__What this task involves__
Collect each line of the records containing the string "Ordering".

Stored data
'''
//! Adapter behavior shared by every tier: on a critical
//! tier's failure, propagate; on a non-critical tier's failure, record
//! status on the stats record and keep going. This is the only place
//! that branches on `is_critical()` — concrete `StorageTarget`
//! implementations never see the distinction.

use std::path::Path;

use proxsave_cmd::RunContext;
use tracing::{info, warn};

use crate::retention::RetentionPolicy;
use crate::stats::{TierCapacity, TierStats, TierStatus};
use crate::target::{StorageTarget, UploadMetadata};
use crate::StorageError;

/// Dispatch a single tier: detect filesystem, store, apply retention,
/// fetch stats — in that order, short-circuiting per the critical/
/// non-critical dispatch rules above.
pub async fn sync_tier(
    ctx: &RunContext,
    tier: &dyn StorageTarget,
    local_path: &Path,
    metadata: &UploadMetadata,
    retention: &RetentionPolicy,
) -> Result<TierStats, StorageError> {
    if !tier.is_enabled() {
        return Ok(TierStats::disabled(tier.name()));
    }

    let name = tier.name().to_string();
    info!(tier = %name, "dispatching backup to tier");

    if let Err(e) = tier.detect_filesystem(ctx).await {
        if tier.is_critical() {
            return Err(e);
        }
        warn!(tier = %name, error = %e, "non-critical tier filesystem detection failed");
        return Ok(TierStats {
            name,
            status: TierStatus::Error,
            backups: 0,
            retention_removed: 0,
            capacity: TierCapacity {
                available_space: None,
                total_space: None,
            },
        });
    }

    let mut status = TierStatus::Ok;

    if let Err(e) = tier.store(ctx, local_path, metadata).await {
        if tier.is_critical() {
            return Err(e);
        }
        warn!(tier = %name, error = %e, "non-critical tier store failed");
        status = TierStatus::Error;
    }

    let retention_removed = match tier.apply_retention(ctx, retention).await {
        Ok(removed) => removed,
        Err(e) => {
            warn!(tier = %name, error = %e, "retention application failed");
            if status == TierStatus::Ok {
                status = TierStatus::Warning;
            }
            0
        }
    };

    let usage = tier.get_stats(ctx).await.unwrap_or_default();

    Ok(TierStats {
        name,
        status,
        backups: usage.total_backups,
        retention_removed,
        capacity: TierCapacity {
            available_space: usage.available_space,
            total_space: usage.total_space,
        },
    })
}

#[cfg(test)]
mod tests {
    use super::*;
    use crate::target::{FsInfo, RemoteEntry, TierLocation, TierUsage};
    use async_trait::async_trait;
    use std::sync::atomic::{AtomicBool, Ordering};
    use std::sync::Mutex;

    #[derive(Default)]
    struct StubTier {
        enabled: bool,
        critical: bool,
        detect_fails: AtomicBool,
        store_fails: AtomicBool,
        retention_fails: AtomicBool,
        retention_removed: Mutex<u64>,
    }

    #[async_trait]
    impl StorageTarget for StubTier {
        fn name(&self) -> &str {
            "stub"
        }
        fn location(&self) -> TierLocation {
            TierLocation::default()
        }
        fn is_enabled(&self) -> bool {
            self.enabled
        }
        fn is_critical(&self) -> bool {
            self.critical
        }
        async fn detect_filesystem(&self, _ctx: &RunContext) -> Result<FsInfo, StorageError> {
            if self.detect_fails.load(Ordering::SeqCst) {
                return Err(StorageError::critical("stub", "disk unavailable"));
            }
            Ok(FsInfo {
                filesystem_type: "ext4".into(),
                available_bytes: 1,
                total_bytes: 2,
            })
        }
        async fn store(
            &self,
            _ctx: &RunContext,
            _local_path: &Path,
            _metadata: &UploadMetadata,
        ) -> Result<(), StorageError> {
            if self.store_fails.load(Ordering::SeqCst) {
                return Err(StorageError::new("stub", "store failed", self.critical));
            }
            Ok(())
        }
        async fn list(&self, _ctx: &RunContext) -> Result<Vec<RemoteEntry>, StorageError> {
            Ok(vec![])
        }
        async fn delete(&self, _ctx: &RunContext, _remote_path: &str) -> Result<(), StorageError> {
            Ok(())
        }
        async fn apply_retention(
            &self,
            _ctx: &RunContext,
            _policy: &RetentionPolicy,
        ) -> Result<u64, StorageError> {
            if self.retention_fails.load(Ordering::SeqCst) {
                return Err(StorageError::new("stub", "retention failed", false));
            }
            Ok(*self.retention_removed.lock().unwrap())
        }
        async fn verify_upload(
            &self,
            _ctx: &RunContext,
            _local_path: &Path,
            _remote_path: &str,
        ) -> Result<bool, StorageError> {
            Ok(true)
        }
        async fn get_stats(&self, _ctx: &RunContext) -> Result<TierUsage, StorageError> {
            Ok(TierUsage {
                total_backups: 3,
                available_space: Some(10),
                total_space: Some(20),
            })
        }
    }

    fn meta() -> UploadMetadata {
        UploadMetadata {
            archive_basename: "a.tar".into(),
            manifest_created_at: chrono::Utc::now(),
            size: 10,
        }
    }

    #[tokio::test]
    async fn disabled_tier_short_circuits() {
        let tier = StubTier { enabled: false, ..Default::default() };
        let ctx = RunContext::new();
        let stats = sync_tier(&ctx, &tier, Path::new("/x"), &meta(), &RetentionPolicy::disabled())
            .await
            .unwrap();
        assert_eq!(stats.status, TierStatus::Disabled);
    }

    #[tokio::test]
    async fn critical_store_failure_propagates() {
        let tier = StubTier {
            enabled: true,
            critical: true,
            ..Default::default()
        };
        tier.store_fails.store(true, Ordering::SeqCst);
        let ctx = RunContext::new();
        let err = sync_tier(&ctx, &tier, Path::new("/x"), &meta(), &RetentionPolicy::disabled())
            .await
            .unwrap_err();
        assert!(err.critical);
    }

    #[tokio::test]
    async fn non_critical_store_failure_is_recorded_and_run_continues() {
        let tier = StubTier {
            enabled: true,
            critical: false,
            ..Default::default()
        };
        tier.store_fails.store(true, Ordering::SeqCst);
        let ctx = RunContext::new();
        let stats = sync_tier(&ctx, &tier, Path::new("/x"), &meta(), &RetentionPolicy::disabled())
            .await
            .unwrap();
        assert_eq!(stats.status, TierStatus::Error);
        assert_eq!(stats.backups, 3);
    }

    #[tokio::test]
    async fn retention_failure_sets_warning_not_error() {
        let tier = StubTier {
            enabled: true,
            critical: false,
            ..Default::default()
        };
        tier.retention_fails.store(true, Ordering::SeqCst);
        let ctx = RunContext::new();
        let stats = sync_tier(&ctx, &tier, Path::new("/x"), &meta(), &RetentionPolicy::disabled())
            .await
            .unwrap();
        assert_eq!(stats.status, TierStatus::Warning);
    }
}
'''
__Expected output__
    use std::sync::atomic::{AtomicBool, Ordering};
            if self.detect_fails.load(Ordering::SeqCst) {
            if self.store_fails.load(Ordering::SeqCst) {
            if self.retention_fails.load(Ordering::SeqCst) {
        tier.store_fails.store(true, Ordering::SeqCst);
        tier.store_fails.store(true, Ordering::SeqCst);
        tier.retention_fails.store(true, Ordering::SeqCst);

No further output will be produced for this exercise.